LeVar Burton is anything but ashamed to admit it.
“I fly my geek flag proudly. Absolutely," he told CNN Geek Out. "I’ve always been interested in gadgets and technology and I’ve always been a reader. Back in my day, if you were really into calculus and wore a pocket protector, that was the image. I never had a pocket protector, but some of my best friends did!"
The actor, 55, is best known for "Star Trek: The Next Generation" (along with "Roots" and "Reading Rainbow") and will join the cast of the Calgary Expo this weekend to celebrate its 25th anniversary. But since then, he's continued to pop into the geek canon in animation, prime-time comedies and film – most recently, voicing the role of Doc Greene on the Hasbro Studios Saturday morning series, "Transformers Rescue Bots," on the Hub.
"I was aware of ['Transformers' following] but I was not a 'Transformers' aficionado," he confessed. "I knew it had a large fan base. My son is in his early 30s. When I told him I was doing a 'Transformers' spinoff, he was over the moon, because that was his thing. That was one of his favorite cartoons. It's cool to become part of another strong franchise. I love it."
Burton is getting back into voiceover work with "Transformers" and the recent animated film "Superman/Batman: Public Enemies," after doing more than 100 episodes of "Captain Planet and the Planeteers" in the 1990s.
"Who didn’t love cartoons?" he said. "I’m no (cartoonist) Walter Lantz, but I do love doing cartoons that have some consciousness about them. 'Captain Planet' did, and 'Rescue Bots' does as well: pro-social messages for really young kids, all disguised in ‘Transformers’ vehicles, pardon the pun. So it really works for me."
But he's still involved in live-action TV, too.
But now, with "Star Trek: The Next Generation" celebrating its 25th anniversary, the actor is reflecting on his role of Geordi LaForge.
“I have always been a fan of ‘Star Trek.' I love Gene Roddenberry’s vision of the future," he said. "What Geordi has done for me is cemented in this wonderful mythology, of a character and a presence that I’m absolutely proud of.

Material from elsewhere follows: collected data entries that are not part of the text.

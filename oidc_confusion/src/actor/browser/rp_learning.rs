use std::sync::Arc;

use async_trait::async_trait;

use crate::actor::behavior::BrowserBehavior;
use crate::actor::env::ActorEnv;
use crate::actor::errors::ActorError;
use crate::types::{Role, TestConfig};
use crate::verdict::Verdict;

use super::driver::{BrowserDriver, DriverFactory};
use super::session::BrowserSession;

/// Learns how to log in at the RP under test: once with the honest and once
/// with the evil identity. Records the URL reached after a successful login
/// and checks that each user's needle shows up.
pub struct RpLearningBrowser {
    session: Arc<BrowserSession>,
}

impl RpLearningBrowser {
    pub fn new(env: ActorEnv, factory: Arc<dyn DriverFactory>) -> Self {
        Self {
            session: BrowserSession::new(env, factory),
        }
    }

    async fn login_script(&self, driver: &dyn BrowserDriver) -> Result<Option<String>, ActorError> {
        let config = self.session.env.rp_config()?;
        if config.login_script.trim().is_empty() && config.input_field_name.trim().is_empty() {
            let Some(field) = self.session.detect_input_field(driver).await else {
                return Ok(None);
            };
            self.session
                .log(format!("Using detected input field '{field}'."));
            self.session.env.update_config(|cfg| {
                if let TestConfig::Rp(rp) = cfg {
                    rp.input_field_name = field;
                }
            });
        }
        Ok(Some(self.session.rp_login_script()?))
    }

    async fn learn(&self, role: Role) -> Result<Verdict, ActorError> {
        let session = &self.session;
        let config = session.env.rp_config()?;
        let identity = session.select_input_op(role);
        session.log(format!("Learning login with {role} OP identity '{identity}'."));

        let driver = session.fresh_driver().await?;
        driver.open(&config.url_client_target).await?;
        session.wait_ready(driver.as_ref()).await;

        let Some(script) = self.login_script(driver.as_ref()).await? else {
            session.log("Could not determine how to submit the login form.");
            session.release(&driver).await;
            return Ok(Verdict::Undetermined);
        };
        let script = session.render(&script);
        session.env.logger.log_code_block("Login script:", &script);
        driver.execute_script(&script).await?;

        session.wait_ready(driver.as_ref()).await;
        session.settle().await;
        session.log_screenshot(driver.as_ref()).await;

        if role == Role::Honest {
            let reached = driver.current_url().await?;
            session.log(format!("Recording '{reached}' as the URL of a valid login."));
            session.env.update_config(|cfg| {
                if let TestConfig::Rp(rp) = cfg {
                    rp.final_valid_url = reached;
                }
            });
        }

        if !config.profile_url.is_empty() {
            driver.open(&config.profile_url).await?;
            session.wait_ready(driver.as_ref()).await;
            session.settle().await;
            session.log_screenshot(driver.as_ref()).await;
        }

        let needle = session.render(&role.pick(config.honest_user_needle, config.evil_user_needle));
        let verdict = if needle.is_empty() {
            session.log("No user needle configured.");
            Verdict::Undetermined
        } else if driver.page_contains(&needle).await? {
            session.log(format!("User needle '{needle}' found."));
            Verdict::Pass
        } else {
            session.log(format!("User needle '{needle}' not found, login did not succeed."));
            Verdict::Fail
        };
        session.release(&driver).await;
        Ok(verdict)
    }
}

#[async_trait]
impl BrowserBehavior for RpLearningBrowser {
    async fn run(&self) -> Result<Verdict, ActorError> {
        let honest = self.learn(Role::Honest).await?;
        if honest != Verdict::Pass {
            return Ok(honest);
        }
        self.learn(Role::Evil).await
    }

    async fn quit(&self) {
        self.session.quit_all().await
    }
}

I’ve really been honored to contribute to the canon, because it meant so much to me as a kid.'"
And what about the current series of "Star Trek" films, the second of which is currently in production? Burton said that the entire "Next Generation" cast would love "one final opportunity to really say goodbye," somehow.
"I love (J.J. Abrams' 'Trek'). I'm disappointed it ignores our timeline, but it's 'Star Trek.' Perhaps he will find a way to incorporate it and hopefully he does. It's a huge part of the canon. It would be a shame not to acknowledge it."

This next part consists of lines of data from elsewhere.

//! Control API: create, configure, run and inspect test objects.

use axum::{
    Json, Router,
    extract::{Path, State},
    http::StatusCode,
    routing::{get, post, put},
};
use serde::Serialize;

use oidc_confusion::{
    ExposedEndpoints, Harness, StepResult, TestConfig, TestId, TestObjectExport, TestReport,
};

use super::error::IntoResponseError;

pub(super) fn router(harness: Harness) -> Router {
    Router::new()
        .route("/rp", post(create_rp_test_object))
        .route("/op", post(create_op_test_object))
        .route("/{test_id}", get(export).delete(delete_test_object))
        .route("/{test_id}/config", get(get_config).put(update_config))
        .route("/{test_id}/report", get(report))
        .route("/{test_id}/expose", get(expose))
        .route("/{test_id}/learn", post(run_learning_step))
        .route("/{test_id}/steps/{step}", put(run_step).post(run_step))
        .with_state(harness)
}

#[derive(Debug, Serialize)]
struct Created {
    test_id: TestId,
    exposed: ExposedEndpoints,
}

async fn create_rp_test_object(
    State(harness): State<Harness>,
) -> Result<(StatusCode, Json<Created>), (StatusCode, String)> {
    let object = harness.objects().create_rp_test_object().into_response_error()?;
    Ok((
        StatusCode::CREATED,
        Json(Created {
            test_id: object.test_id().clone(),
            exposed: object.expose(&harness.config().hosts),
        }),
    ))
}

async fn create_op_test_object(
    State(harness): State<Harness>,
) -> Result<(StatusCode, Json<Created>), (StatusCode, String)> {
    let object = harness.objects().create_op_test_object().into_response_error()?;
    Ok((
        StatusCode::CREATED,
        Json(Created {
            test_id: object.test_id().clone(),
            exposed: object.expose(&harness.config().hosts),
        }),
    ))
}

async fn export(
    State(harness): State<Harness>,
    Path(test_id): Path<String>,
) -> Result<Json<TestObjectExport>, (StatusCode, String)> {
    let object = harness.objects().get(&test_id).into_response_error()?;
    Ok(Json(object.export()))
}

async fn delete_test_object(
    State(harness): State<Harness>,
    Path(test_id): Path<String>,
) -> Result<StatusCode, (StatusCode, String)> {
    if harness.objects().delete(&test_id) {
        Ok(StatusCode::NO_CONTENT)
    } else {
        Err((
            StatusCode::NOT_FOUND,
            format!("Test object not found: {test_id}"),
        ))
    }
}

async fn get_config(
    State(harness): State<Harness>,
    Path(test_id): Path<String>,
) -> Result<Json<TestConfig>, (StatusCode, String)> {
    let object = harness.objects().get(&test_id).into_response_error()?;
    Ok(Json(object.config()))
}

async fn update_config(
    State(harness): State<Harness>,
    Path(test_id): Path<String>,
    Json(config): Json<TestConfig>,
) -> Result<Json<TestConfig>, (StatusCode, String)> {
    let object = harness.objects().get(&test_id).into_response_error()?;
    match config {
        TestConfig::Rp(config) => object.update_rp_config(config),
        TestConfig::Op(config) => object.update_op_config(config),
    }
    .into_response_error()?;
    Ok(Json(object.config()))
}

async fn report(
    State(harness): State<Harness>,
    Path(test_id): Path<String>,
) -> Result<Json<TestReport>, (StatusCode, String)> {
    let object = harness.objects().get(&test_id).into_response_error()?;
    Ok(Json(object.report()))
}

async fn expose(
    State(harness): State<Harness>,
    Path(test_id): Path<String>,
) -> Result<Json<ExposedEndpoints>, (StatusCode, String)> {
    let object = harness.objects().get(&test_id).into_response_error()?;
    Ok(Json(object.expose(&harness.config().hosts)))
}

async fn run_learning_step(
    State(harness): State<Harness>,
    Path(test_id): Path<String>,
) -> Result<Json<StepResult>, (StatusCode, String)> {
    let object = harness.objects().get(&test_id).into_response_error()?;
    object.run_learning_step(harness.executor()).await;
    Ok(Json(object.report().learning))
}

async fn run_step(
    State(harness): State<Harness>,
    Path((test_id, step)): Path<(String, String)>,
) -> Result<Json<StepResult>, (StatusCode, String)> {
    let object = harness.objects().get(&test_id).into_response_error()?;
    object
        .run_step(harness.executor(), &step)
        .await
        .into_response_error()?;
    let result = object.report().step(&step).cloned().ok_or_else(|| {
        (
            StatusCode::INTERNAL_SERVER_ERROR,
            format!("No result recorded for step {step}"),
        )
    })?;
    Ok(Json(result))
}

More than anything else, though, Burton is passionate about literacy, and he hopes to relaunch "Reading Rainbow" in digital form.
“Our educational system is really crumbling," he said. "So it’s always been part of my agenda to use technology in a way that really stimulates, excites and promotes learning. I'm excited to see how current and future technologies revolutionize the way we learn."
Burton said he believes the invention of the mobile phone had to have been inspired by technology seen in "Star Trek," and he calls that a true triumph of geek culture.
"Geeks have gone on to inherit the earth, and it’s our time to shine, man.”